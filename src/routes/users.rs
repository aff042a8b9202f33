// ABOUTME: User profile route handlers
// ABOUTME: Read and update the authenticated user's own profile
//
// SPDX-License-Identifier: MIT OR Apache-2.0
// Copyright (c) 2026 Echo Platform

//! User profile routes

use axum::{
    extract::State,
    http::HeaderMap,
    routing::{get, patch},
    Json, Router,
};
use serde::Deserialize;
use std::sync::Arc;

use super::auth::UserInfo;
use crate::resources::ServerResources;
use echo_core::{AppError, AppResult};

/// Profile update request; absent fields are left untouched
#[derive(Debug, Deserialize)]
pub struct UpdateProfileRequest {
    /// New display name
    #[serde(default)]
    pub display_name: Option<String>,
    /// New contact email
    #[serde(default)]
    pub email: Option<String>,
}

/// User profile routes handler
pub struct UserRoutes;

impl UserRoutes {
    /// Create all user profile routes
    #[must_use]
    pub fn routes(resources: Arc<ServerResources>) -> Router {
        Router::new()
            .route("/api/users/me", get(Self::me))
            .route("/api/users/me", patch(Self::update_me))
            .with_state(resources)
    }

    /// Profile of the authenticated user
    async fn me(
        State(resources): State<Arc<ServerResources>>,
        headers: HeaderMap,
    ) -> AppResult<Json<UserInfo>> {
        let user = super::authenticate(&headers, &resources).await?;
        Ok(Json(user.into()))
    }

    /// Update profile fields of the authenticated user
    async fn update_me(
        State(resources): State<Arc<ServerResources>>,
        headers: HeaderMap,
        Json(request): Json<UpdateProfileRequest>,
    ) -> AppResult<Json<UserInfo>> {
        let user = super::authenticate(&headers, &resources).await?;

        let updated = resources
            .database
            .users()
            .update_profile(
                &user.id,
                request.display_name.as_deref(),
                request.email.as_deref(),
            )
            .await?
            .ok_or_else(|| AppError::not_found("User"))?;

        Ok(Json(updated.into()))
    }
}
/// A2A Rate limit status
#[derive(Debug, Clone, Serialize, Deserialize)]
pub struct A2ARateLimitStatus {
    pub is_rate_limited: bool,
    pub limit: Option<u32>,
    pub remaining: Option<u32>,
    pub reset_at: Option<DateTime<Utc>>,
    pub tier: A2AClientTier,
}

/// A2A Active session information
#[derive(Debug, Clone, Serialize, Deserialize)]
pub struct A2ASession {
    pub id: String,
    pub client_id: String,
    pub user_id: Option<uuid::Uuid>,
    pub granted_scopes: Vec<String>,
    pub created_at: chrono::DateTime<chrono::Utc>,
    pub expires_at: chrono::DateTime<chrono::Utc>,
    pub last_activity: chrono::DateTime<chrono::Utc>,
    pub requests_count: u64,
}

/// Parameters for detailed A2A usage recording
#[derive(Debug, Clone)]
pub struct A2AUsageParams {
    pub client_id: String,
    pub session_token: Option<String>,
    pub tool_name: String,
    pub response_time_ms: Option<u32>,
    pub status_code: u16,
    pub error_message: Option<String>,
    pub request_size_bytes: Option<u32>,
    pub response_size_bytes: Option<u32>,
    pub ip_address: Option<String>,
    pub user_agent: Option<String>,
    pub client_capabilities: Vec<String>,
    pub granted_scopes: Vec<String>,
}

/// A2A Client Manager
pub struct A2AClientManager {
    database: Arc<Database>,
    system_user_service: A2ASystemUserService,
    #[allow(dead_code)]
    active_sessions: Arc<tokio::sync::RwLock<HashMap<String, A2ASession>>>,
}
┄┄┄┄┄┄┄┄┄┄
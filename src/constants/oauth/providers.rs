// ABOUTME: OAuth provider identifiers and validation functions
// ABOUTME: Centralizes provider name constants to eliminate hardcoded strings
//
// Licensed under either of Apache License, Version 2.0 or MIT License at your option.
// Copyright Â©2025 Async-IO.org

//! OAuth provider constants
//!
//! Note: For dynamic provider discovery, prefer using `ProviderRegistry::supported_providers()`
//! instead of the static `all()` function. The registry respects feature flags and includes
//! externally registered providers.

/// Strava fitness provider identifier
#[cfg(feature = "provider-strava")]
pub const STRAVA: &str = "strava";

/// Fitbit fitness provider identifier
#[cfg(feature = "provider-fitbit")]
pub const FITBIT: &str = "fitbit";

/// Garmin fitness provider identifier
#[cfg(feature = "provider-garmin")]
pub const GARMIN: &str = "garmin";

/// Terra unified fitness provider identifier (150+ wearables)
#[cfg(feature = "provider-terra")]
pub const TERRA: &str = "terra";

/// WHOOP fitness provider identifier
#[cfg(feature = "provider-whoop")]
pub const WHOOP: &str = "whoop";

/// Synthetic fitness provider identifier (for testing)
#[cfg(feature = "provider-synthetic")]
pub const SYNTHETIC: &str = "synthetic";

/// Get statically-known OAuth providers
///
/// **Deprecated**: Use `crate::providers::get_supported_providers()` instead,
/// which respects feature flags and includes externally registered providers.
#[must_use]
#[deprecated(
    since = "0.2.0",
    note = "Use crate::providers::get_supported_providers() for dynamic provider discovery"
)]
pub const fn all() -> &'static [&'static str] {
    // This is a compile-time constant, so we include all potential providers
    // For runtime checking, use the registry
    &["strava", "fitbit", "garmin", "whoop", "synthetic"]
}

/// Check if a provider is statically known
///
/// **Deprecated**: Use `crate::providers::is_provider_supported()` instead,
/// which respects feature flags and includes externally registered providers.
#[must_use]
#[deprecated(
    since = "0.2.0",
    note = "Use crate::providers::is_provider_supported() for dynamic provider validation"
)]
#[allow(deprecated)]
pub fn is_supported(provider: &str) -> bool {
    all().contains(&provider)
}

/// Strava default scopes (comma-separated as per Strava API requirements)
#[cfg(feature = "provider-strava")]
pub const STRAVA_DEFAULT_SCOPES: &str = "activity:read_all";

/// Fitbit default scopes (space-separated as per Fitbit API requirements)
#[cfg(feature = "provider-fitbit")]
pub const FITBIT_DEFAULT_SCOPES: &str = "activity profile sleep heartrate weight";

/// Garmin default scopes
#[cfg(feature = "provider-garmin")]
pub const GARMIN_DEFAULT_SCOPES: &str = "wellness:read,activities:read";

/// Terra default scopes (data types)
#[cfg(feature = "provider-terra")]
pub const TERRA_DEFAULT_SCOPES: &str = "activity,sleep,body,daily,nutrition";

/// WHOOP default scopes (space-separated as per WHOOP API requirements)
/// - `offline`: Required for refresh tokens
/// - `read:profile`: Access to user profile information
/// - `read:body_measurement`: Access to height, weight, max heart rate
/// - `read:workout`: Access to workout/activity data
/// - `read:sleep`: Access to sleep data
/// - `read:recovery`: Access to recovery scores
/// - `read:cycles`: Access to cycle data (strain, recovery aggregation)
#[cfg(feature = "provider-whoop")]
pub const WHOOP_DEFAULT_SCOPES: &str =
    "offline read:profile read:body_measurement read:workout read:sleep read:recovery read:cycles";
┄┄┄┄┄┄┄┄┄┄
-- ACTIVITY --
All lines of the entries containing the string "fitness" must be shown in full.

-- SOLUTION TO THE PROBLEM --
/// Strava fitness provider identifier
/// Fitbit fitness provider identifier
/// Garmin fitness provider identifier
/// Terra unified fitness provider identifier (150+ wearables)
/// WHOOP fitness provider identifier
/// Synthetic fitness provider identifier (for testing)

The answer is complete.